KNOW YOUR CUSTOMERS: In terms of brands and tastes, however, the market is very local. Malt beers – as well as non-alcoholic malt drinks – are favoured and included in everyone’s product lines. SABM iller appeals to home-brew tastes as well as providing reasonable prices by using cassava as an ingredient. Around as long as anyone can remember, Guinness is regarded more as a Nigerian drink than an Irish one. And it is popular: in 2008 Nigeria overtook Ireland in absolute terms as the world’s second-largest Guinness-quaffing country, and Renaissance has predicted that it might overtake the UK as the largest by 2014. As to Heineken’s own brand, it is bottled and sold locally, having been relaunched in 1998, but the really distinctive premium lager brands of Nigerian Breweries are Gulden (launched 1970) and Star (which has been around since 1949).

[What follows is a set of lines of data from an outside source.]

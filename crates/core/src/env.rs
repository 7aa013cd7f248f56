//! Collaborators the port talks to: the world around it and the structure it belongs to.

use crate::{
    geometry::{BlockPos, Facing},
    resource::SharedHandler,
};

/// Which side of the simulation is running an operation.
#[derive(Debug, Clone, Copy, PartialEq, Eq)]
pub enum Role {
    /// The simulation that owns and persists state.
    Authoritative,
    /// A mirror that only renders what the authoritative side sends it.
    Presentation,
}

impl Role {
    /// `true` for [`Role::Authoritative`].
    pub fn is_authoritative(self) -> bool {
        matches!(self, Role::Authoritative)
    }
}

/// Read-only lookup of resource endpoints in the world.
pub trait NeighborQuery {
    /// Whether the cell at `pos` is present and reachable.
    fn is_loaded(&self, pos: BlockPos) -> bool;

    /// Resource endpoint exposed by the cell at `pos` on its `face`, if any.
    fn endpoint(&self, pos: BlockPos, face: Facing) -> Option<SharedHandler>;
}

/// The composite structure a port belongs to.
pub trait StructureController {
    /// Whether the structure is currently assembled.
    fn is_assembled(&self) -> bool;

    /// The structure's internal reservoir, `None` when unassembled or absent.
    fn reservoir(&self) -> Option<SharedHandler>;

    /// Informational callback fired when a port changed its direction.
    fn on_fluid_port_changed(&mut self, port: BlockPos);
}

/// Base-part services: the world the part lives in and the plumbing around it.
pub trait PartHost: NeighborQuery {
    /// Side this host runs on.
    fn role(&self) -> Role;

    /// Controller of the structure the part is attached to.
    fn controller(&self) -> Option<&dyn StructureController>;

    /// Mutable access to the controller.
    fn controller_mut(&mut self) -> Option<&mut dyn StructureController>;

    /// Schedule a block update for the part's cell.
    fn notify_block_update(&mut self, pos: BlockPos);

    /// Tell the cell across `outward` that this part changed state.
    fn notify_outward_neighbors(&mut self, pos: BlockPos, outward: Facing);

    /// Flag the part's persisted state as changed.
    fn mark_dirty(&mut self, pos: BlockPos);

    /// Mark the part's model for re-render on the presentation side.
    fn mark_for_render_update(&mut self, pos: BlockPos);

    /// Ask the presentation side to refresh the part's render state.
    fn request_render_update(&mut self, pos: BlockPos);
}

BROAD PRODUCT LINES: As to non-premium beers, there has been much activity in this segment recently.
With SABM iller expected – correctly – to concentrate on making progress on the lower end of the market, Heineken’s response in 2011 was to purchase five regional breweries: Sona Systems in Ogun State, Life Breweries in Anambra State, Champion Breweries in Akwa-Ibom, International Beer and Beverage Industries in Kaduna, and the Benue Brewery in Benue State.

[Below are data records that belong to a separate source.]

//! Application configuration.

use std::{
    fs,
    path::{Path, PathBuf},
};

use ::config::{Config, Environment, File, FileFormat};
use serde::{Deserialize, Serialize};
use thiserror::Error;

use crate::resource::PortKind;

/// Directory under the platform config dir holding everything we write.
pub const APP_DIR: &str = "fluidport";

const DEFAULT_CONFIG: &str = r#"# fluidport sandbox configuration
# Every key may also be set through a FLUIDPORT_<KEY> environment variable.

# Milliseconds between simulation steps.
tick_rate_ms = 250

# Kind of resource the port carries: "liquid" or "gas".
port_kind = "gas"

# Resource name stored in the structure reservoir.
resource = "steam"

reservoir_capacity = 10000
initial_reservoir = 4000
neighbor_capacity = 8000

# Amount the neighbor pushes into an input port every step.
pump_rate = 250
"#;

/// Errors raised while loading or writing configuration.
#[derive(Debug, Error)]
pub enum ConfigError {
    /// The layered sources could not be read or deserialized.
    #[error("failed to load configuration: {0}")]
    Load(#[from] ::config::ConfigError),
    /// The default file could not be written.
    #[error("failed to write default configuration to {path}: {source}")]
    Write {
        /// Target file.
        path: PathBuf,
        /// Underlying I/O error.
        #[source]
        source: std::io::Error,
    },
}

/// Settings for the sandbox simulation.
#[derive(Debug, Clone, PartialEq, Eq, Serialize, Deserialize)]
#[serde(default)]
pub struct AppConfig {
    /// Milliseconds between simulation steps.
    pub tick_rate_ms: u64,
    /// Kind of resource the port carries.
    pub port_kind: PortKind,
    /// Resource name stored in the reservoir.
    pub resource: String,
    /// Capacity of the structure reservoir.
    pub reservoir_capacity: u64,
    /// Amount the reservoir starts with.
    pub initial_reservoir: u64,
    /// Capacity of the neighbor tank.
    pub neighbor_capacity: u64,
    /// Amount the neighbor pushes into an input port per step.
    pub pump_rate: u64,
    /// Where snapshots are written.
    pub snapshot_dir: PathBuf,
}

impl Default for AppConfig {
    fn default() -> Self {
        Self {
            tick_rate_ms: 250,
            port_kind: PortKind::Gas,
            resource: "steam".to_string(),
            reservoir_capacity: 10_000,
            initial_reservoir: 4_000,
            neighbor_capacity: 8_000,
            pump_rate: 250,
            snapshot_dir: app_dir().join("snapshots"),
        }
    }
}

impl AppConfig {
    /// Load from the default file and the environment.
    pub fn load() -> Result<Self, ConfigError> {
        Self::load_from(&default_config_path())
    }

    /// Load from `path` (optional) layered under `FLUIDPORT_*` variables.
    pub fn load_from(path: &Path) -> Result<Self, ConfigError> {
        Self::load_with(path, Environment::with_prefix("FLUIDPORT"))
    }

    fn load_with(path: &Path, environment: Environment) -> Result<Self, ConfigError> {
        let settings = Config::builder()
            .add_source(File::from(path).format(FileFormat::Toml).required(false))
            .add_source(environment.try_parsing(true))
            .build()?;
        Ok(settings.try_deserialize()?)
    }
}

fn app_dir() -> PathBuf {
    dirs::config_dir()
        .unwrap_or_else(|| PathBuf::from("."))
        .join(APP_DIR)
}

/// Location of the configuration file.
pub fn default_config_path() -> PathBuf {
    app_dir().join("config.toml")
}

/// Write the commented default file if none exists yet; returns its path.
pub fn ensure_default_config() -> Result<PathBuf, ConfigError> {
    let path = default_config_path();
    write_default_config(&path)?;
    Ok(path)
}

fn write_default_config(path: &Path) -> Result<(), ConfigError> {
    if path.exists() {
        return Ok(());
    }
    let write_err = |source: std::io::Error| ConfigError::Write {
        path: path.to_path_buf(),
        source,
    };
    if let Some(parent) = path.parent() {
        fs::create_dir_all(parent).map_err(write_err)?;
    }
    fs::write(path, DEFAULT_CONFIG).map_err(write_err)
}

Much of the attention has focused on the refining of old brands rather than outright rebranding or capacity conversion. In July 2012, for instance, there was a relaunch of Sona’s somewhat obscure Goldberg brand, billed as the answer for those who wanted “high quality” but could not afford Heineken, Star or Gulder.

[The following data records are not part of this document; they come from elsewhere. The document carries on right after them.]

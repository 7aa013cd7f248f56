//! Resource stacks, the handler contract, and the reference tank.

use std::sync::Arc;

use parking_lot::RwLock;
use serde::{Deserialize, Serialize};

/// Physical kind of resource a port or tank carries. Kinds never interoperate.
#[derive(Debug, Clone, Copy, PartialEq, Eq, Hash, Default, Serialize, Deserialize)]
#[serde(rename_all = "lowercase")]
pub enum PortKind {
    /// Liquids such as water or coolant.
    #[default]
    Liquid,
    /// Gases such as steam.
    Gas,
}

impl PortKind {
    /// The other kind.
    pub fn toggled(self) -> Self {
        match self {
            PortKind::Liquid => PortKind::Gas,
            PortKind::Gas => PortKind::Liquid,
        }
    }

    /// Lowercase label used in status lines.
    pub fn label(self) -> &'static str {
        match self {
            PortKind::Liquid => "liquid",
            PortKind::Gas => "gas",
        }
    }
}

/// An amount of one named resource.
#[derive(Debug, Clone, PartialEq, Eq, Serialize, Deserialize)]
pub struct ResourceStack {
    /// Resource identifier, e.g. `steam`.
    pub resource: String,
    /// Quantity in base units.
    pub amount: u64,
}

impl ResourceStack {
    /// Build a stack of `amount` units of `resource`.
    pub fn new(resource: impl Into<String>, amount: u64) -> Self {
        Self {
            resource: resource.into(),
            amount,
        }
    }

    /// `true` when the stack carries nothing.
    pub fn is_empty(&self) -> bool {
        self.amount == 0
    }

    /// Same resource, different amount.
    pub fn with_amount(&self, amount: u64) -> Self {
        Self {
            resource: self.resource.clone(),
            amount,
        }
    }
}

/// Whether a transfer only reports what would happen or actually moves resource.
#[derive(Debug, Clone, Copy, PartialEq, Eq)]
pub enum TransferAction {
    /// Compute the outcome without mutating anything.
    Simulate,
    /// Move the resource.
    Execute,
}

impl TransferAction {
    /// `true` for [`TransferAction::Execute`].
    pub fn is_execute(self) -> bool {
        matches!(self, TransferAction::Execute)
    }
}

/// Anything that can accept or hand out a resource.
pub trait ResourceHandler {
    /// Kind of resource this handler carries.
    fn kind(&self) -> PortKind;

    /// Current contents, `None` when empty or unavailable.
    fn contents(&self) -> Option<ResourceStack>;

    /// Maximum amount the handler can hold.
    fn capacity(&self) -> u64;

    /// Offer `stack`; returns the amount accepted.
    fn fill(&mut self, stack: &ResourceStack, action: TransferAction) -> u64;

    /// Take up to `max`; returns what was (or would be) removed.
    fn drain(&mut self, max: u64, action: TransferAction) -> Option<ResourceStack>;
}

/// A resource handler shared between its owner and whoever holds it as a neighbor.
pub type SharedHandler = Arc<RwLock<dyn ResourceHandler + Send + Sync>>;

/// Wrap a handler so it can be shared.
pub fn shared<H>(handler: H) -> SharedHandler
where
    H: ResourceHandler + Send + Sync + 'static,
{
    Arc::new(RwLock::new(handler))
}

/// Single-resource tank used for structure reservoirs and neighbor endpoints.
#[derive(Debug, Clone, PartialEq, Eq, Serialize, Deserialize)]
pub struct Reservoir {
    kind: PortKind,
    capacity: u64,
    #[serde(default)]
    stored: Option<ResourceStack>,
}

impl Reservoir {
    /// Empty tank of the given kind and capacity.
    pub fn new(kind: PortKind, capacity: u64) -> Self {
        Self {
            kind,
            capacity,
            stored: None,
        }
    }

    /// Tank pre-filled with `stack`, clamped to `capacity`.
    pub fn with_contents(kind: PortKind, capacity: u64, stack: ResourceStack) -> Self {
        let amount = stack.amount.min(capacity);
        Self {
            kind,
            capacity,
            stored: (amount > 0).then(|| stack.with_amount(amount)),
        }
    }

    /// Amount currently stored.
    pub fn amount(&self) -> u64 {
        self.stored.as_ref().map(|stack| stack.amount).unwrap_or(0)
    }

    /// Free space left in the tank.
    pub fn space(&self) -> u64 {
        self.capacity.saturating_sub(self.amount())
    }
}

impl ResourceHandler for Reservoir {
    fn kind(&self) -> PortKind {
        self.kind
    }

    fn contents(&self) -> Option<ResourceStack> {
        self.stored.clone()
    }

    fn capacity(&self) -> u64 {
        self.capacity
    }

    fn fill(&mut self, stack: &ResourceStack, action: TransferAction) -> u64 {
        if stack.is_empty() {
            return 0;
        }
        if let Some(stored) = &self.stored {
            if stored.resource != stack.resource {
                return 0;
            }
        }

        let accepted = stack.amount.min(self.space());
        if accepted > 0 && action.is_execute() {
            let amount = self.amount() + accepted;
            self.stored = Some(stack.with_amount(amount));
        }
        accepted
    }

    fn drain(&mut self, max: u64, action: TransferAction) -> Option<ResourceStack> {
        let stored = self.stored.as_ref()?;
        let amount = stored.amount.min(max);
        if amount == 0 {
            return None;
        }

        let drained = stored.with_amount(amount);
        if action.is_execute() {
            let remaining = stored.amount - amount;
            self.stored = (remaining > 0).then(|| stored.with_amount(remaining));
        }
        Some(drained)
    }
}

#[cfg(test)]
mod tests {
    use super::*;

    #[test]
    fn fill_respects_capacity_and_resource_identity() {
        let mut tank = Reservoir::new(PortKind::Gas, 100);
        let steam = ResourceStack::new("steam", 70);

        assert_eq!(tank.fill(&steam, TransferAction::Simulate), 70);
        assert_eq!(tank.amount(), 0);

        assert_eq!(tank.fill(&steam, TransferAction::Execute), 70);
        assert_eq!(tank.fill(&steam, TransferAction::Execute), 30);
        assert_eq!(tank.amount(), 100);

        let mut other = Reservoir::with_contents(PortKind::Gas, 100, ResourceStack::new("steam", 10));
        assert_eq!(other.fill(&ResourceStack::new("hydrogen", 5), TransferAction::Execute), 0);
        assert_eq!(other.amount(), 10);
    }

    #[test]
    fn drain_empties_the_tank() {
        let mut tank = Reservoir::with_contents(PortKind::Liquid, 50, ResourceStack::new("water", 40));

        let simulated = tank.drain(25, TransferAction::Simulate).expect("simulated drain");
        assert_eq!(simulated.amount, 25);
        assert_eq!(tank.amount(), 40);

        let drained = tank.drain(u64::MAX, TransferAction::Execute).expect("drain");
        assert_eq!(drained, ResourceStack::new("water", 40));
        assert_eq!(tank.contents(), None);
        assert_eq!(tank.drain(1, TransferAction::Execute), None);
    }

    #[test]
    fn prefill_is_clamped() {
        let tank = Reservoir::with_contents(PortKind::Liquid, 10, ResourceStack::new("water", 40));
        assert_eq!(tank.amount(), 10);
        assert_eq!(tank.space(), 0);
    }
}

Champion underwent a similar exercise at roughly the same time, as had Life’s 29-year-old Continental Lager brand in March 2012. And Guinness has gone one better: in April 2012 it relaunched Dubic Lager Beer, popular in Abia State before it was discontinued in 1998.
It is promising to be quite a battle. With a market share of around two-thirds even before its acquisitions, Heineken has a lot of capacity on its hands, although 29% year-on-year sales growth in the first quarter of 2012 for Nigerian Breweries suggests that it is doing fine. In March 2012, Guinness Nigeria announced plans for $336m worth of expansion at its breweries in Lagos and Benin City. And SABM iller is planning a $100m brewery at Onitsha, with start-up targeted in September 2012. It is to be hoped for the brewers’ sake that Nigerians prove as thirsty as analysts have predicted.